Emergency aid to help victims of Hurricane Harvey now also includes additional money to fight wildfires in Oregon and other western states.
The U.S. Senate on Thursday added provisions replenishing the U.S. Forest Service’s budget for the rest of this fire season. Sen. Jeff Merkley, D-Ore., said it should amount to more than $100 million in additional aid. He said the money will ensure that the agency won’t have to cannibalize programs aimed at making fires less likely to burn in the first place — something he said has frequently happened in the past.
“We steal from fire prevention to pay for fires that are burning,” Merkley said in an interview, “and we also proceed to do things like shut down planning for future timber sales. So it affects everything the forest service does. That will not happen now.”
Merkley and Sen. Ron Wyden, D-Ore., both spoke on the Senate floor next to enlarged photos of flames racing through Oregon forests.
“We’re all thinking about Harvey and the impact on Houston … and we’re all worried about Hurricane Irma,” Merkley told his colleagues. “But let us not forget the fires burning all over the United States at an unprecedented rate.”
“My home state is getting pounded by these fires and the West is getting pounded by these fires,” Wyden said.
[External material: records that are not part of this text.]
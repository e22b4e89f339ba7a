//! The line-oriented `.csheet` worksheet text format.
//!
//! This exists so the engine can be driven end to end from the command
//! line; it is not the product's document format. One element per line:
//!
//! ```text
//! # comment
//! sheet "Projectile"
//! import ./constants.csheet
//! calc v0 = 20
//! break calc t = 2 * v0 / g
//! out console t
//! text "apex time follows"
//! ```
//!
//! `break calc` sets the instruction breakpoint on the element. Imports
//! are resolved relative to the importing file and loaded recursively;
//! a file is loaded once no matter how often it is imported.

use std::collections::HashMap;
use std::fs;
use std::path::{Path, PathBuf};

use anyhow::{bail, Context, Result};

use calcsheet_core::document::{
    Calculation, DocHandle, DocumentId, DocumentRegistry, ElementKind, Worksheet,
};
use calcsheet_core::expr;

/// Load a worksheet file (plus imports) into the registry.
pub fn load_worksheet(registry: &DocumentRegistry, path: &Path) -> Result<DocHandle> {
    let mut loaded = HashMap::new();
    let id = load_file(registry, path, &mut loaded)?;
    registry
        .handle(id)
        .context("worksheet vanished from the registry")
}

/// Re-parse `path` into the existing worksheet behind `handle`.
///
/// Used by watch mode: the document identity is preserved so the
/// engine's staleness tracking sees an edit, not a new document.
pub fn reload_worksheet(registry: &DocumentRegistry, handle: &DocHandle, path: &Path) -> Result<()> {
    let mut loaded = HashMap::new();
    // Map the root path back to its existing id so imports of the root
    // (cycles) stay stable.
    let canonical = fs::canonicalize(path)
        .with_context(|| format!("Failed to resolve {}", path.display()))?;
    loaded.insert(canonical, handle.id());

    let parsed = parse_file(registry, path, handle.id(), &mut loaded)?;
    let replaced = handle.with_write(|sheet| {
        // Keep the revision monotonic across the swap.
        let revision = sheet.revision;
        *sheet = parsed;
        sheet.revision = revision;
        sheet.bump_revision();
    });
    if replaced.is_none() {
        bail!("worksheet {} is no longer open", handle.id());
    }
    Ok(())
}

fn load_file(
    registry: &DocumentRegistry,
    path: &Path,
    loaded: &mut HashMap<PathBuf, DocumentId>,
) -> Result<DocumentId> {
    let canonical = fs::canonicalize(path)
        .with_context(|| format!("Failed to resolve {}", path.display()))?;
    if let Some(id) = loaded.get(&canonical) {
        return Ok(*id);
    }
    let id = registry.allocate_id();
    // Registered before parsing so import cycles terminate.
    loaded.insert(canonical, id);
    let sheet = parse_file(registry, path, id, loaded)?;
    registry.insert(sheet);
    Ok(id)
}

fn parse_file(
    registry: &DocumentRegistry,
    path: &Path,
    id: DocumentId,
    loaded: &mut HashMap<PathBuf, DocumentId>,
) -> Result<Worksheet> {
    let text = fs::read_to_string(path)
        .with_context(|| format!("Failed to read {}", path.display()))?;
    let default_name = path
        .file_stem()
        .map(|s| s.to_string_lossy().into_owned())
        .unwrap_or_else(|| "worksheet".to_string());
    let base = path.parent().unwrap_or_else(|| Path::new("."));

    let mut sheet = Worksheet::new(id, default_name);
    for (index, raw) in text.lines().enumerate() {
        let line_no = index + 1;
        let line = raw.trim();
        if line.is_empty() || line.starts_with('#') {
            continue;
        }
        parse_line(registry, &mut sheet, base, line, loaded)
            .with_context(|| format!("{}:{}: {}", path.display(), line_no, raw.trim()))?;
    }
    Ok(sheet)
}

fn parse_line(
    registry: &DocumentRegistry,
    sheet: &mut Worksheet,
    base: &Path,
    line: &str,
    loaded: &mut HashMap<PathBuf, DocumentId>,
) -> Result<()> {
    if let Some(rest) = line.strip_prefix("sheet ") {
        sheet.name = unquote(rest.trim()).to_string();
        return Ok(());
    }
    if let Some(rest) = line.strip_prefix("import ") {
        let target = base.join(unquote(rest.trim()));
        let imported = load_file(registry, &target, loaded)?;
        sheet.push(ElementKind::Import(imported));
        return Ok(());
    }
    if let Some(rest) = line.strip_prefix("text ") {
        sheet.push(ElementKind::Text(unquote(rest.trim()).to_string()));
        return Ok(());
    }
    if let Some(rest) = line.strip_prefix("out ") {
        let mut parts = rest.trim().splitn(2, char::is_whitespace);
        let device = parts.next().unwrap_or_default().to_string();
        let source = parts.next().context("expected: out <device> <expr>")?;
        let parsed = expr::parse(source).map_err(anyhow::Error::from)?;
        sheet.push(ElementKind::Output {
            device,
            expr: parsed,
        });
        return Ok(());
    }

    let (line, breakpoint) = match line.strip_prefix("break ") {
        Some(rest) => (rest.trim(), true),
        None => (line, false),
    };
    if let Some(rest) = line.strip_prefix("calc ") {
        let (target, source) = rest
            .split_once('=')
            .context("expected: calc <name> = <expr>")?;
        let target = target.trim();
        if target.is_empty() || !target.chars().all(|c| c.is_alphanumeric() || c == '_') {
            bail!("invalid identifier '{}'", target);
        }
        let parsed = expr::parse(source).map_err(anyhow::Error::from)?;
        let element = sheet.push(ElementKind::Calculation(Calculation {
            target: target.to_string(),
            expr: parsed,
        }));
        if breakpoint {
            sheet.set_breakpoint(element, true);
        }
        return Ok(());
    }

    bail!("unrecognized directive");
}

fn unquote(text: &str) -> &str {
    text.strip_prefix('"')
        .and_then(|t| t.strip_suffix('"'))
        .unwrap_or(text)
}

#[cfg(test)]
mod tests {
    use super::*;
    use std::io::Write;

    fn write_file(dir: &Path, name: &str, contents: &str) -> PathBuf {
        let path = dir.join(name);
        let mut file = fs::File::create(&path).unwrap();
        file.write_all(contents.as_bytes()).unwrap();
        path
    }

    #[test]
    fn test_parse_basic_sheet() {
        let dir = tempfile::tempdir().unwrap();
        let path = write_file(
            dir.path(),
            "fall.csheet",
            "# free fall\n\
             sheet \"Free Fall\"\n\
             calc g = 9.81\n\
             calc t = 2\n\
             break calc h = g * t ^ 2 / 2\n\
             out console h\n\
             text \"height after two seconds\"\n",
        );
        let registry = DocumentRegistry::new();
        let doc = load_worksheet(&registry, &path).unwrap();

        doc.with_read(|sheet| {
            assert_eq!(sheet.name, "Free Fall");
            assert_eq!(sheet.elements.len(), 5);
            assert_eq!(sheet.executable_elements().count(), 4);
            let h = &sheet.elements[2];
            assert!(h.breakpoint);
            assert!(matches!(
                sheet.elements[3].kind,
                ElementKind::Output { .. }
            ));
        })
        .unwrap();
    }

    #[test]
    fn test_imports_resolve_relative_and_once() {
        let dir = tempfile::tempdir().unwrap();
        write_file(dir.path(), "constants.csheet", "calc g = 9.81\n");
        let path = write_file(
            dir.path(),
            "main.csheet",
            "import constants.csheet\n\
             import constants.csheet\n\
             calc w = g * 2\n",
        );
        let registry = DocumentRegistry::new();
        let doc = load_worksheet(&registry, &path).unwrap();

        let imports = doc.with_read(|sheet| sheet.direct_imports()).unwrap();
        assert_eq!(imports.len(), 2);
        // The same file resolves to one document.
        assert_eq!(imports[0], imports[1]);
        assert_eq!(registry.import_closure(doc.id()).len(), 1);
    }

    #[test]
    fn test_parse_error_carries_location() {
        let dir = tempfile::tempdir().unwrap();
        let path = write_file(dir.path(), "bad.csheet", "calc = 1\n");
        let registry = DocumentRegistry::new();
        let err = load_worksheet(&registry, &path).unwrap_err();
        assert!(format!("{:#}", err).contains("bad.csheet:1"));
    }

    #[test]
    fn test_reload_preserves_document_identity() {
        let dir = tempfile::tempdir().unwrap();
        let path = write_file(dir.path(), "main.csheet", "calc x = 1\n");
        let registry = DocumentRegistry::new();
        let doc = load_worksheet(&registry, &path).unwrap();
        let before = doc.with_read(|s| (s.id, s.revision)).unwrap();

        write_file(dir.path(), "main.csheet", "calc x = 1\ncalc y = x + 1\n");
        reload_worksheet(&registry, &doc, &path).unwrap();

        doc.with_read(|sheet| {
            assert_eq!(sheet.id, before.0);
            assert!(sheet.revision > before.1);
            assert_eq!(sheet.executable_elements().count(), 2);
        })
        .unwrap();
    }
}
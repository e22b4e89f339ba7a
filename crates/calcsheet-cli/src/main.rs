//! CalcSheet CLI - The `calcsheet` command.
//!
//! Headless driver for the CalcSheet engine: loads a `.csheet`
//! worksheet, builds it into a native model library, runs it, and prints
//! engine notifications. The GUI application drives the same engine
//! through the same observer interface.

mod format;

use std::path::PathBuf;
use std::sync::atomic::{AtomicBool, AtomicU32, Ordering};
use std::sync::Arc;
use std::time::{Duration, SystemTime};

use anyhow::{Context, Result};
use clap::{Parser, Subcommand};

use calcsheet_codegen::GeneratorService;
use calcsheet_core::document::DocumentRegistry;
use calcsheet_core::engine::{ExecState, ExecutionEngine};
use calcsheet_core::loader::LibraryLoader;
use calcsheet_core::notify::Notification;

/// CalcSheet - scientific worksheet build & execute engine
#[derive(Parser, Debug)]
#[command(name = "calcsheet")]
#[command(version = env!("CARGO_PKG_VERSION"))]
#[command(about = "Build and run CalcSheet worksheets", long_about = None)]
struct Args {
    #[command(subcommand)]
    command: Commands,
}

#[derive(Subcommand, Debug)]
enum Commands {
    /// Build and run a .csheet worksheet
    Run {
        /// Path to the worksheet to execute
        #[arg(value_name = "FILE")]
        file: PathBuf,

        /// Build with debug instrumentation
        #[arg(short, long)]
        debug: bool,

        /// Single-step through operations, printing values at each stop
        #[arg(long)]
        step: bool,

        /// Watch the file and rerun on change
        #[arg(short, long)]
        watch: bool,

        /// Directory for build artifacts (default: a temp directory)
        #[arg(long, value_name = "DIR")]
        out_dir: Option<PathBuf>,
    },

    /// Show version information
    Version,
}

fn main() -> Result<()> {
    let args = Args::parse();
    match args.command {
        Commands::Run {
            file,
            debug,
            step,
            watch,
            out_dir,
        } => run_worksheet(file, debug, step, watch, out_dir),
        Commands::Version => {
            println!("calcsheet {}", env!("CARGO_PKG_VERSION"));
            println!();
            println!("Part of the CalcSheet project");
            println!("A scientific worksheet authoring application");
            println!();
            println!("Modular Architecture:");
            println!("  - calcsheet-core:    document model and build/execute engine");
            println!("  - calcsheet-codegen: worksheet-to-C++ translation and toolchain");
            Ok(())
        }
    }
}

fn run_worksheet(
    file: PathBuf,
    debug: bool,
    step: bool,
    watch: bool,
    out_dir: Option<PathBuf>,
) -> Result<()> {
    env_logger::Builder::from_env(env_logger::Env::default().default_filter_or("info")).init();

    if !file.exists() {
        anyhow::bail!("File not found: {}", file.display());
    }
    if file.extension().and_then(|s| s.to_str()) != Some("csheet") {
        log::warn!("File doesn't have .csheet extension");
    }

    println!("CalcSheet - worksheet engine");
    println!("============================\n");
    println!("Loading: {}\n", file.display());

    let registry = DocumentRegistry::new();
    let doc = format::load_worksheet(&registry, &file)
        .with_context(|| format!("Failed to load {}", file.display()))?;

    let out_dir = out_dir.unwrap_or_else(|| {
        std::env::temp_dir().join(format!("calcsheet-build-{}", std::process::id()))
    });

    log::info!("1. Starting code generator...");
    let generator = GeneratorService::new(registry.clone())
        .context("Failed to start the code generator")?;

    log::info!("2. Creating execution engine...");
    let mut engine = ExecutionEngine::new(
        registry.clone(),
        Box::new(generator),
        Box::new(LibraryLoader::new()),
        out_dir,
    );

    // Observer state shared with the main loop. The observer runs on the
    // controller thread (inside process_pending), but Ctrl-C handling
    // needs atomics anyway, so everything uses them.
    let finished = Arc::new(AtomicBool::new(false));
    let paused = Arc::new(AtomicBool::new(false));
    let rejected = Arc::new(AtomicBool::new(false));
    {
        let finished = finished.clone();
        let paused = paused.clone();
        let rejected = rejected.clone();
        engine.subscribe(move |notification| {
            print_notification(notification);
            match notification {
                Notification::Stopped { .. }
                | Notification::Aborted { .. }
                | Notification::NowShutdown => finished.store(true, Ordering::SeqCst),
                Notification::PausedOnUserRequest { .. }
                | Notification::PausedAtBreakpoint { .. }
                | Notification::PausedOnVariableUpdate { .. } => {
                    paused.store(true, Ordering::SeqCst)
                }
                Notification::DirectoryReadOnly { .. } => {
                    rejected.store(true, Ordering::SeqCst)
                }
                _ => {}
            }
        });
    }

    // First Ctrl-C aborts the run; the second forces shutdown.
    let interrupts = Arc::new(AtomicU32::new(0));
    {
        let interrupts = interrupts.clone();
        ctrlc::set_handler(move || {
            let count = interrupts.fetch_add(1, Ordering::SeqCst) + 1;
            if count >= 3 {
                std::process::exit(130);
            }
        })
        .context("Failed to install Ctrl-C handler")?;
    }

    log::info!("3. Requesting run...");
    if step {
        engine.step(&doc);
    } else {
        engine.run(&doc, debug, None);
    }

    let mut handled_interrupts = 0;
    let mut last_progress = (0u64, 0u64);
    let mut last_modified = modified_time(&file);
    let mut rerun_after_abort = false;
    // An accepted request leaves the engine active; coming to rest
    // without a Stopped/Aborted means the request failed.
    let mut was_active = true;
    let mut run_error = None;
    let interval = Duration::from_millis(1);

    loop {
        engine.process_pending();

        let seen = interrupts.load(Ordering::SeqCst);
        while handled_interrupts < seen {
            handled_interrupts += 1;
            match handled_interrupts {
                1 => {
                    eprintln!("\nInterrupted; aborting run (Ctrl-C again to force shutdown)");
                    engine.abort();
                }
                _ => {
                    engine.shutdown_now();
                }
            }
        }

        if engine.state() == ExecState::Building {
            let progress = engine.translation_progress().read();
            if progress != last_progress && progress.1 > 0 {
                log::debug!("translating {}/{}", progress.0, progress.1);
                last_progress = progress;
            }
        }

        if paused.swap(false, Ordering::SeqCst) {
            // Headless: keep the model moving.
            if step {
                engine.step(&doc);
            } else {
                engine.resume(None);
            }
        }

        if watch {
            let modified = modified_time(&file);
            if modified != last_modified {
                last_modified = modified;
                println!("\nFile changed, reloading...");
                match format::reload_worksheet(&registry, &doc, &file) {
                    Ok(()) => {
                        engine.root_element_changed(doc.id());
                        if engine.state().is_active() {
                            engine.abort();
                            rerun_after_abort = true;
                        } else {
                            finished.store(false, Ordering::SeqCst);
                            engine.run(&doc, debug, None);
                        }
                    }
                    Err(err) => eprintln!("Reload failed: {:#}", err),
                }
            }
        }

        if finished.swap(false, Ordering::SeqCst) {
            was_active = false;
            if engine.is_shut_down() {
                break;
            }
            if rerun_after_abort {
                rerun_after_abort = false;
                engine.run(&doc, debug, None);
            } else if !watch {
                break;
            }
        }

        if rejected.swap(false, Ordering::SeqCst) && !watch {
            run_error = Some("build directory is not writable");
            break;
        }
        if engine.state().is_active() {
            was_active = true;
        } else if was_active {
            // At rest without a Stopped/Aborted: the build failed. The
            // diagnostics have already been printed by the observer.
            was_active = false;
            if !watch {
                run_error = Some("build failed");
                break;
            }
        }

        std::thread::sleep(interval);
    }

    engine.shutdown_now();
    engine.process_pending();
    if let Some(message) = run_error {
        anyhow::bail!("{}", message);
    }
    println!("\nDone.");
    Ok(())
}

fn modified_time(path: &PathBuf) -> Option<SystemTime> {
    std::fs::metadata(path).ok().and_then(|m| m.modified().ok())
}

fn print_notification(notification: &Notification) {
    match notification {
        Notification::Running { root, debug } => {
            log::info!("running {} (debug={})", root, debug);
        }
        Notification::Stopped { root } => {
            println!("finished: {}", root);
        }
        Notification::Aborted { root } => {
            println!("aborted: {}", root);
        }
        Notification::Resumed { .. } => {
            log::debug!("resumed");
        }
        Notification::PausedOnUserRequest { element, changed, .. }
        | Notification::PausedAtBreakpoint { element, changed, .. } => {
            match element {
                Some(el) => println!("paused at {}", el),
                None => println!("paused"),
            }
            for value in changed {
                println!("    {} = {}", value.name, value.value);
            }
        }
        Notification::PausedOnVariableUpdate {
            element,
            identifier,
            ..
        } => {
            match element {
                Some(el) => println!("paused at {} (watch)", el),
                None => println!("paused (watch)"),
            }
            println!("    {} = {}", identifier.name, identifier.value);
        }
        Notification::OutputToDevice { device, value } => {
            println!("[{}] {}", device, value);
        }
        Notification::DiagnosticsReported { diagnostics, .. } => {
            for diagnostic in diagnostics {
                eprintln!("{}", diagnostic);
            }
        }
        Notification::DirectoryReadOnly { path } => {
            eprintln!("error: build directory {} is read-only", path.display());
        }
        Notification::Ready(ready) => log::debug!("ready={}", ready),
        Notification::Active(active) => log::debug!("active={}", active),
        Notification::NowShutdown => log::info!("engine shut down"),
    }
}
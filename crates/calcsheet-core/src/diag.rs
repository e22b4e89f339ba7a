//! Diagnostics reported to observers.
//!
//! Translation errors from the generator and abort reasons from the model
//! runtime flow through the same [`Diagnostic`] type, so a UI can answer
//! "why did my program stop" the same way for a compile error and for a
//! division by zero.

use crate::abi::AbortReason;
use crate::document::ElementId;

/// How serious a diagnostic is.
#[derive(Clone, Copy, Debug, PartialEq, Eq)]
pub enum Severity {
    Warning,
    Error,
}

impl std::fmt::Display for Severity {
    fn fmt(&self, f: &mut std::fmt::Formatter<'_>) -> std::fmt::Result {
        match self {
            Severity::Warning => f.write_str("warning"),
            Severity::Error => f.write_str("error"),
        }
    }
}

/// Machine-readable diagnostic category.
///
/// Mirrors [`AbortReason`] for runtime faults and adds the build-side
/// categories. The `From<AbortReason>` impl is an exhaustive match, so a
/// new abort reason fails to compile until it is mapped here.
#[derive(Clone, Copy, Debug, PartialEq, Eq)]
pub enum DiagnosticCode {
    // Build-side.
    TranslationError,
    ToolchainFailure,
    LoadFailure,
    // Runtime-side, mirroring AbortReason.
    UserAbort,
    OutOfMemory,
    FileIo,
    InvalidNumeric,
    MatrixDimension,
    TypeMismatch,
    ConvergenceFailure,
    InternalFault,
}

impl From<AbortReason> for DiagnosticCode {
    fn from(reason: AbortReason) -> Self {
        match reason {
            AbortReason::UserRequest => DiagnosticCode::UserAbort,
            AbortReason::OutOfMemory => DiagnosticCode::OutOfMemory,
            AbortReason::FileIo => DiagnosticCode::FileIo,
            AbortReason::InvalidNumeric => DiagnosticCode::InvalidNumeric,
            AbortReason::MatrixDimension => DiagnosticCode::MatrixDimension,
            AbortReason::TypeMismatch => DiagnosticCode::TypeMismatch,
            AbortReason::ConvergenceFailure => DiagnosticCode::ConvergenceFailure,
            AbortReason::Internal => DiagnosticCode::InternalFault,
        }
    }
}

/// One diagnostic, attributed to a worksheet element when possible.
#[derive(Clone, Debug)]
pub struct Diagnostic {
    pub severity: Severity,
    pub code: DiagnosticCode,
    pub message: String,
    /// The element the diagnostic points at, if attribution succeeded.
    pub element: Option<ElementId>,
}

impl Diagnostic {
    /// A build-side error diagnostic.
    pub fn translation_error(message: impl Into<String>, element: Option<ElementId>) -> Self {
        Self {
            severity: Severity::Error,
            code: DiagnosticCode::TranslationError,
            message: message.into(),
            element,
        }
    }

    /// A build-side warning diagnostic.
    pub fn translation_warning(message: impl Into<String>, element: Option<ElementId>) -> Self {
        Self {
            severity: Severity::Warning,
            code: DiagnosticCode::TranslationError,
            message: message.into(),
            element,
        }
    }

    /// A diagnostic describing an abnormal run termination.
    pub fn from_abort(reason: AbortReason, element: Option<ElementId>) -> Self {
        Self {
            severity: Severity::Error,
            code: reason.into(),
            message: reason.to_string(),
            element,
        }
    }
}

impl std::fmt::Display for Diagnostic {
    fn fmt(&self, f: &mut std::fmt::Formatter<'_>) -> std::fmt::Result {
        match self.element {
            Some(el) => write!(f, "{}: {} ({})", self.severity, self.message, el),
            None => write!(f, "{}: {}", self.severity, self.message),
        }
    }
}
The House on Wednesday approved a $7.9 billion aid package for Hurricane Harvey relief, although that is just a small down payment on what will eventually be needed. On Thursday, the Senate increased the disaster relief package to more than $15 billion and sent it back to the House. The Senate also included provisions raising the debt limit and keeping government agencies running until December.
Those added provisions gave western senators an opportunity to add language boosting the Forest Service’s fire-fighting budget. Merkley and Wyden said they’ll once again try this fall to get some kind of permanent fix to the service’s chronic fire fighting shortages.
As fires have increased in size and intensity, the costs of combating them zoomed from 16 percent of the Forest Service’s budget in 1995 to 52 percent in 2015. Lawmakers like Merkley and Wyden have sought to offload the costs of the largest fires to a separate disaster budget, akin to what happens with other major natural disasters.
Attempts to do so, however, have failed, in part because of disputes over logging levels on federal lands.